August 27, 2020 – Yesterday, we posted a story about Illinois municipalities seeing revenue shortfalls. We reached out to Jon Kindseth, Assistant City Manager, to see what Decatur has been experiencing. According to Jon, back in May, City staff estimated that COVID-induced revenue losses to the city’s General Fund would be about $5.4 million by the end of 2020. With internal and external variables changing, staff revised this amount in June to an estimated $5.6 million revenue shortfall. When revisited again in July, staff revised this amount again to an estimated $5.2 million revenue shortfall. Currently, City staff estimates the General Fund revenue shortfall will be somewhere between $5-5.5 million by the end of the year.
Motor fuel taxes were not included in the reductions because motor fuel tax is not a General Fund Revenue.
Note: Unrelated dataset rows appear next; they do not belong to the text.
use serde::{Deserialize, Serialize};

/// One cell of a record.
///
/// CSV carries no type information, so non-empty values keep their raw
/// lexical form. An all-whitespace cell is `Empty` and serializes back as
/// an empty string, never as a null token.
#[derive(Debug, Clone, PartialEq, Eq, Serialize, Deserialize)]
#[serde(tag = "kind", content = "value")]
pub enum CellValue {
    Text(String),
    Empty,
}

impl CellValue {
    pub fn from_raw(raw: &str) -> Self {
        if raw.trim().is_empty() {
            Self::Empty
        } else {
            Self::Text(raw.to_string())
        }
    }

    /// Text content of the cell; empty string for `Empty`.
    pub fn as_text(&self) -> &str {
        match self {
            Self::Text(value) => value,
            Self::Empty => "",
        }
    }
}

/// An ordered, named-column table. Row cells are positional and align with
/// `columns`; rows are never reordered after load.
#[derive(Debug, Clone, Serialize, Deserialize)]
pub struct Table {
    pub columns: Vec<String>,
    pub rows: Vec<Vec<CellValue>>,
}

impl Table {
    pub fn new(columns: Vec<String>) -> Self {
        Self {
            columns,
            rows: Vec::new(),
        }
    }

    pub fn push_row(&mut self, row: Vec<CellValue>) {
        self.rows.push(row);
    }

    pub fn column_index(&self, name: &str) -> Option<usize> {
        self.columns.iter().position(|column| column == name)
    }

    /// Cell text at (row, column index); empty string when the row is short.
    pub fn cell_text(&self, row: usize, column: usize) -> &str {
        self.rows[row]
            .get(column)
            .map(CellValue::as_text)
            .unwrap_or("")
    }

    /// All values of one column, as text, in row order.
    pub fn column_values(&self, column: usize) -> Vec<String> {
        (0..self.rows.len())
            .map(|row| self.cell_text(row, column).to_string())
            .collect()
    }
}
Financial areas where the City is currently seeing it’s biggest losses in revenue are hotel/motel tax, food and beverage tax, and video gaming revenues, but it extends to generally any tax revenue relied on to cover services. The revenue from local use tax, which is generated through online shopping, is the only revenue projection that appears it will meet or succeed its budgeted projection.
The City took early steps in favor of cost reduction and, paired with additional grant reimbursements they have received or will receive prior to the end of the year, have estimated to reduce budgeted expenses in the General Fund by approximately $3-3.3 million. That leaves the estimation of a net loss to be around $2 million.
The City has reduced expenditures through voluntary furloughs, eliminating “non-essential” purchases, reducing staff through attrition and delaying capital projects where possible. The City is currently using work restrictions in an effort to improve and streamline services in order to seek permanent efficiencies.